On June 21, 1788, nine of the thirteen newly independent American states ratified the constitution which would take effect in March of the following year. Of the many provisions that were expressed in that document, few have been as ambiguous yet important as the establishment of the supreme court. In Article III, section I of the constitution, the creation of a federal judiciary power was permitted, but specifications concerning the structure and logistics of the court were omitted. Consequently, the responsibility to organize the judiciary system fell to congress, leading the the Judiciary Act of 1789 which appointed one chief justice and five additional justices. Two years later, the court decided its first case, settling a dispute between a debtor and creditor in West v Barnes, an otherwise unimportant ruling. Following the Barnes ruling, the supreme court would tackle a plethora of important cases, each of which would result in a significant and irreversible impact on the course American history. 

Of the most important cases that were heard by the high court, none carry as much weight as the Marbury v. Maddison decision. After the election of the Democratic-Republican Thomas Jefferson in 1800, John Adams would issue the Judiciary Act and the Organic Act in the final hours of his tenure, increasing the number of judgeships in a desperate action to preserve federalist influence. Of the newly appoint judges, William Marbury of Maryland was selected to serve in the courts on the basis of his federalist loyalties. However, the newly appointed judge would never receive a commission due to the the instatement of Thomas Jefferson in March of 1800; under orders of the president, Secretary of State James Madison prohibited Marbury's instalment.  

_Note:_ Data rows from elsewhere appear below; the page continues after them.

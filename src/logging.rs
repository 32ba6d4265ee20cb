//! Tracing subscriber setup for the binaries.
use std::io::IsTerminal;

use tracing_subscriber::{layer::SubscriberExt, util::SubscriberInitExt, EnvFilter, Registry};

/// Install a fmt subscriber filtered by `RUST_LOG` (default `info`).
///
/// Fails if a global subscriber is already set.
pub fn init_tracing() -> anyhow::Result<()> {
    let filter = EnvFilter::try_from_default_env().unwrap_or_else(|_| EnvFilter::new("info"));
    let fmt_layer = tracing_subscriber::fmt::layer()
        .with_target(true)
        .with_writer(std::io::stderr)
        .with_ansi(std::io::stderr().is_terminal());
    Registry::default().with(filter).with(fmt_layer).try_init()?;
    Ok(())
}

Such an event led Marbury, to seek a writ of mandamus of the Judiciary Act of 1801. After hearing the case, Chief Justice John Marshal and the majority party ruled in favor of Madison, reasoning that the Judiciary Act was unconstitutional and therefor invalid; largely regarded as one of the most important rulings in the history of the supreme court, Marshal's decision established the doctrine of judicial review. Such a principle elevated the power of supreme court to that of the executive and legislative branches; the court suddenly held the power to interpret the constitution and could strike down legislative and executive actions of the federal government on that basis. 

Another equally, crucial moment for the federal judiciary came in 1857 with the Dred Scott v. Sandford case. For context, Scott, an enslaved man, sued for his freedom after moving to Wisconsin on the basis that slavery was outlawed in the northern state. 

Although the lawsuit should have proceeded in a simple manner, the outcome took an unexpected turn. Tensions over the role of slavery in the United States complicated the legal processes, leading to a eleven year deliberation. In the end, the supreme court ruled against Scott on the grounds that congress did not posses the authority to permit or outlaw slavery, adding that slaves could not expect to be legally protected by the government. The implications of such a decision, in retrospect, are often considered as the "greatest self inflicted wound." After the supreme court relinquished its authority over the issue of slavery, the riff between northern and southern attitudes evolved into a national crisis and eventually a war in 1863. It was not until the 14th amendment was ratified in 1868 during the reconstruction era that the federal government would regain authority over the institution of slavery. 

Since the initial conception of the Supreme Court in 1789, the judicial branch has been shaped by several key moments in history, including the two aforementioned cases. This adaptative nature of the court continues to persist today, exemplified by the recent ruling in Dobbs v. Jackson which overturned the assertion in Roe v. Wade that abortion was a constitutionally protected right. However, other aspects of the court remain unchanged, such as the principle of judicial review. It is precisely this mix of tradition and progressivism that makes the United States supreme court a uniquely powerful government entity.